Collected data
────────────────

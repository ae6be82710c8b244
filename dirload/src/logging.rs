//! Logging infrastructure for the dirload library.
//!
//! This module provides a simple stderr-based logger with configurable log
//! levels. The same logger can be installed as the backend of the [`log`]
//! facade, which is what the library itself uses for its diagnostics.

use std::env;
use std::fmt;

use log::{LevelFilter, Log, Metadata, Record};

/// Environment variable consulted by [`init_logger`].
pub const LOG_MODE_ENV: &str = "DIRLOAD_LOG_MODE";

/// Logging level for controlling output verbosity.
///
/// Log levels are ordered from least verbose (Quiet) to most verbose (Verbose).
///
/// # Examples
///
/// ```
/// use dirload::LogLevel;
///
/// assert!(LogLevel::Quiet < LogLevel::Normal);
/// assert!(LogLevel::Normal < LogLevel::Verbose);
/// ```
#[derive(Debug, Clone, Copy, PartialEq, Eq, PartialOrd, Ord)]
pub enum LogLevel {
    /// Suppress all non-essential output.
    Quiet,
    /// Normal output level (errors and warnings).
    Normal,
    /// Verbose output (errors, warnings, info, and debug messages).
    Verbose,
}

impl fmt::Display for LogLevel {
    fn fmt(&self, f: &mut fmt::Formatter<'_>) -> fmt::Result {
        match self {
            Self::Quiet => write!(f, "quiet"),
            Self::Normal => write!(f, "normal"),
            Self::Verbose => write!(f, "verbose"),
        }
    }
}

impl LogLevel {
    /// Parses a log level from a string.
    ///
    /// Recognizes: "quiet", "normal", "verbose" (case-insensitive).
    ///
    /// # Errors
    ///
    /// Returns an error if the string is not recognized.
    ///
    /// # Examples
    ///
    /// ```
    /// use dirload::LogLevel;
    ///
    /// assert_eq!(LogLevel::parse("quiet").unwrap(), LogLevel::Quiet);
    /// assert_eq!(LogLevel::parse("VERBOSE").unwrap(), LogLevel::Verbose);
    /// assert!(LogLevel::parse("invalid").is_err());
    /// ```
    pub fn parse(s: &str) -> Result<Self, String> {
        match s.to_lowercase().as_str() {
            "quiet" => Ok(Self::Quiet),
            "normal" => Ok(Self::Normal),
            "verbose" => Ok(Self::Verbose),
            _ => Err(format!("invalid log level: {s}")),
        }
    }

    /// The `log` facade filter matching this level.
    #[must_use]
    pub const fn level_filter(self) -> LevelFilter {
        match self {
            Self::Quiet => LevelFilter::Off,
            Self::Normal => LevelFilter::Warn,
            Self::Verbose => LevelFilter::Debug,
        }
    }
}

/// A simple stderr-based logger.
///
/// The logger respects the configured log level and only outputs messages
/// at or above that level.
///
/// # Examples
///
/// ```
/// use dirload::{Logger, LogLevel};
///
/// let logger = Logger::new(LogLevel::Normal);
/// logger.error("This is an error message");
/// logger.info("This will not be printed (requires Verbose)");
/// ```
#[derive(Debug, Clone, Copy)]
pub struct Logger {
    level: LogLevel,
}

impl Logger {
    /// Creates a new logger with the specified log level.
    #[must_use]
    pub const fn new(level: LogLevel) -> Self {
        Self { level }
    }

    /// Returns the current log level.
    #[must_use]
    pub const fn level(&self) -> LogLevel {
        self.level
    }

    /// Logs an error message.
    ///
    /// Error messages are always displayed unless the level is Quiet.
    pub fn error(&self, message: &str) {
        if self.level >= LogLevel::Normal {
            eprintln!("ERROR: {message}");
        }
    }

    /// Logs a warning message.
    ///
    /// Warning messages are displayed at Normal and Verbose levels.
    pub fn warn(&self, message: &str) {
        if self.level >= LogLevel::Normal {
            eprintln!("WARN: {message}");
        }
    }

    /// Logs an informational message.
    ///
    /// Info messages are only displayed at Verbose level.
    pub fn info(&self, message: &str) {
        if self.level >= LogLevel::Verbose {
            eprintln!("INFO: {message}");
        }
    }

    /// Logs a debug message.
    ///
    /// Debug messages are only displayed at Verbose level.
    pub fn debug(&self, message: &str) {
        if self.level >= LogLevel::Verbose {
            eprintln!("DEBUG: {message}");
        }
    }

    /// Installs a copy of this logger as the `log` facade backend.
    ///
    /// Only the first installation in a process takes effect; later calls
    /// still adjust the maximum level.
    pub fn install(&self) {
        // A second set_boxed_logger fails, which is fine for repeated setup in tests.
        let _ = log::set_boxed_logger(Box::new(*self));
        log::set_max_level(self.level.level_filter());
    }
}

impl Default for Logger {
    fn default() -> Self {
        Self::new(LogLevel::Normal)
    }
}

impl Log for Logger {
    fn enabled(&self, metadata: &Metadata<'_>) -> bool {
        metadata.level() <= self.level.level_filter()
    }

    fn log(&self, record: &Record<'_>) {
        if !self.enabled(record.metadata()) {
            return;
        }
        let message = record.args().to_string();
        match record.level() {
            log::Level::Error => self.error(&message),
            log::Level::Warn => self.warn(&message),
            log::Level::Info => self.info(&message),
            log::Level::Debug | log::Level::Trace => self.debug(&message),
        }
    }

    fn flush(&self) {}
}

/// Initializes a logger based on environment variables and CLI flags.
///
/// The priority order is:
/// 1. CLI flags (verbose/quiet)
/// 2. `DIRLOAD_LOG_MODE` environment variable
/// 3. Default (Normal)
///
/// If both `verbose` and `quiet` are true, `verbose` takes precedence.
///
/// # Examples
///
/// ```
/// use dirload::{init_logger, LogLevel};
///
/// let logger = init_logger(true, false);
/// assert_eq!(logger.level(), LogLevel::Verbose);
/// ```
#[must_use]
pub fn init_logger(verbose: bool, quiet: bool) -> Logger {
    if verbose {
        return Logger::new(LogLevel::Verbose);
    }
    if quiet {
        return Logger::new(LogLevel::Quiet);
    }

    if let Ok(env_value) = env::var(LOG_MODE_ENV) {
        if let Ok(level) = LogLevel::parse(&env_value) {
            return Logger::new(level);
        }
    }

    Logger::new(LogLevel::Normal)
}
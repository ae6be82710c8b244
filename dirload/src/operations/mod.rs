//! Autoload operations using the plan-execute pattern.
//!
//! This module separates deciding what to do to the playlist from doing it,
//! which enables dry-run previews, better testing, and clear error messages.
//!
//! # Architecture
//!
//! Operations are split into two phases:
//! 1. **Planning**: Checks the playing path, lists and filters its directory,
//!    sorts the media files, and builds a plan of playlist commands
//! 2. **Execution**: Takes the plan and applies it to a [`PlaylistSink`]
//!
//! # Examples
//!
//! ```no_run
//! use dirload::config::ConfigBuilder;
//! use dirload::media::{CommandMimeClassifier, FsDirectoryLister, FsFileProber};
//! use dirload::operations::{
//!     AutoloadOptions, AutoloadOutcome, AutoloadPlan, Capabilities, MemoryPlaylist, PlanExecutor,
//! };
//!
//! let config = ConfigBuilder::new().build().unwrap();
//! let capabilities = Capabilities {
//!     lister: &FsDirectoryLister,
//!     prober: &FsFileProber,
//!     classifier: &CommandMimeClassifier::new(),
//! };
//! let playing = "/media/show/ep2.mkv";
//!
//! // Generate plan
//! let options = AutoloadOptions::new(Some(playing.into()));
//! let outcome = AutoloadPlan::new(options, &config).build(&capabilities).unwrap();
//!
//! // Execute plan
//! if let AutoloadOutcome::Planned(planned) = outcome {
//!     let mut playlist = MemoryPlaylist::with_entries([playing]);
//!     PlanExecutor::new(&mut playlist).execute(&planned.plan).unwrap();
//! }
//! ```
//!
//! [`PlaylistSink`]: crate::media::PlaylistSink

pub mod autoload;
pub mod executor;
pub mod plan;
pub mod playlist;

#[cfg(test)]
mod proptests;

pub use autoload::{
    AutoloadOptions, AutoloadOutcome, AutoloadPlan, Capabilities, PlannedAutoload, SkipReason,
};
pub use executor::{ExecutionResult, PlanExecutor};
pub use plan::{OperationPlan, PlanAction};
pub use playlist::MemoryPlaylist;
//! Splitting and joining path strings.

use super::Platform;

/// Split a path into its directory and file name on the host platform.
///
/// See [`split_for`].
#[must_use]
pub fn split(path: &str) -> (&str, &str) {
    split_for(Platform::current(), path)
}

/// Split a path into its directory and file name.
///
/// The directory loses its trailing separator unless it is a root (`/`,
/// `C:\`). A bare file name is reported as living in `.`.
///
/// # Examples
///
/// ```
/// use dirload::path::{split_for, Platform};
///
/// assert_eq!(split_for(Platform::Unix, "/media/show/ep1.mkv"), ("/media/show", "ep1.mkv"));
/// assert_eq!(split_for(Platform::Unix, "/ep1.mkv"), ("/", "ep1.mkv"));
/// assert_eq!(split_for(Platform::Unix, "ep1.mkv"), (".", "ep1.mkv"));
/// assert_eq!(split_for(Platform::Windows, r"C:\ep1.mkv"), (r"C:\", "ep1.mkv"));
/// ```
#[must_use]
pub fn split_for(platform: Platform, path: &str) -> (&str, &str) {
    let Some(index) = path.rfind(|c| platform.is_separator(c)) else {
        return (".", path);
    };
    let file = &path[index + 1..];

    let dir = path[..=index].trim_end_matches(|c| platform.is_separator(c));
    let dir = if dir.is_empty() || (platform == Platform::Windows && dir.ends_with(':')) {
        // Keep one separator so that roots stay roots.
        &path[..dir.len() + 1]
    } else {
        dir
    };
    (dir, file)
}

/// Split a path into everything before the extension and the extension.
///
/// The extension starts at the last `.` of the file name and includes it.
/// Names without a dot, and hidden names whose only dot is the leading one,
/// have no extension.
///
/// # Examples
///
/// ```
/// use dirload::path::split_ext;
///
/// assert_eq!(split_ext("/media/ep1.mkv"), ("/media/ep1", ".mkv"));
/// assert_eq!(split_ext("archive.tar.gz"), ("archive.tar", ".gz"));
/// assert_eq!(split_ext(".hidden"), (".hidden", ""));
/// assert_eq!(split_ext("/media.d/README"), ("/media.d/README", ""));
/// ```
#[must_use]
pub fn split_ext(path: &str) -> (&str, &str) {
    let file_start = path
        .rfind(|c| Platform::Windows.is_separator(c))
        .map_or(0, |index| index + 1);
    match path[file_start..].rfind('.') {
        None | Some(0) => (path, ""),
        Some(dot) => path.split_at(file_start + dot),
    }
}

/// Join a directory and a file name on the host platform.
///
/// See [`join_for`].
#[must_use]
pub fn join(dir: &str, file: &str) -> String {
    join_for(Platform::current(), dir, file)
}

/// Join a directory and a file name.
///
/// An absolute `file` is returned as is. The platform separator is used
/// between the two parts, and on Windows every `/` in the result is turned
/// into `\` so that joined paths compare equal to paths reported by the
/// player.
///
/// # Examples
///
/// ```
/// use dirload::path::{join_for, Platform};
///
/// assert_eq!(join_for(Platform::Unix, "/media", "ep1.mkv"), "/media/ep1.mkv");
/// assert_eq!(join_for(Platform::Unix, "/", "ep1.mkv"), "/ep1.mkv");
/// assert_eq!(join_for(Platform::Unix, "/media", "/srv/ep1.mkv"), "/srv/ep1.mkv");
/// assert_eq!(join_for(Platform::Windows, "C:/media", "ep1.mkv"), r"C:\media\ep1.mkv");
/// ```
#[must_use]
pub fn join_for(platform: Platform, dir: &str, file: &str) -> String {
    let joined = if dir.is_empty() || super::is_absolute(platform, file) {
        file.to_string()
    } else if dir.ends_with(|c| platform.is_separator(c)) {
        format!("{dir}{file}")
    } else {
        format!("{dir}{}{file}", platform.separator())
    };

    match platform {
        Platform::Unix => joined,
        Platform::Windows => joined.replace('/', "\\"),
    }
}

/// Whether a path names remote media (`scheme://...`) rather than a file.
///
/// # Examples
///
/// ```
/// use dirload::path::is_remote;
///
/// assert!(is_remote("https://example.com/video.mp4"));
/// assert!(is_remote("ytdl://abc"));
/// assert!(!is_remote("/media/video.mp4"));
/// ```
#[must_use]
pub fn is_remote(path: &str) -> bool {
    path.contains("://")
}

────────────────

- TASK TO CARRY OUT
Copy the stretch of the records above that runs from the line with "pub fn install(&self)" through the line with "fn log(&self, record: &Record<'_>)". Both end lines belong in the copy, and nothing else does.

- SOLUTION TO THE EXERCISE
    pub fn install(&self) {
        // A second set_boxed_logger fails, which is fine for repeated setup in tests.
        let _ = log::set_boxed_logger(Box::new(*self));
        log::set_max_level(self.level.level_filter());
    }
}

impl Default for Logger {
    fn default() -> Self {
        Self::new(LogLevel::Normal)
    }
}

impl Log for Logger {
    fn enabled(&self, metadata: &Metadata<'_>) -> bool {
        metadata.level() <= self.level.level_filter()
    }

    fn log(&self, record: &Record<'_>) {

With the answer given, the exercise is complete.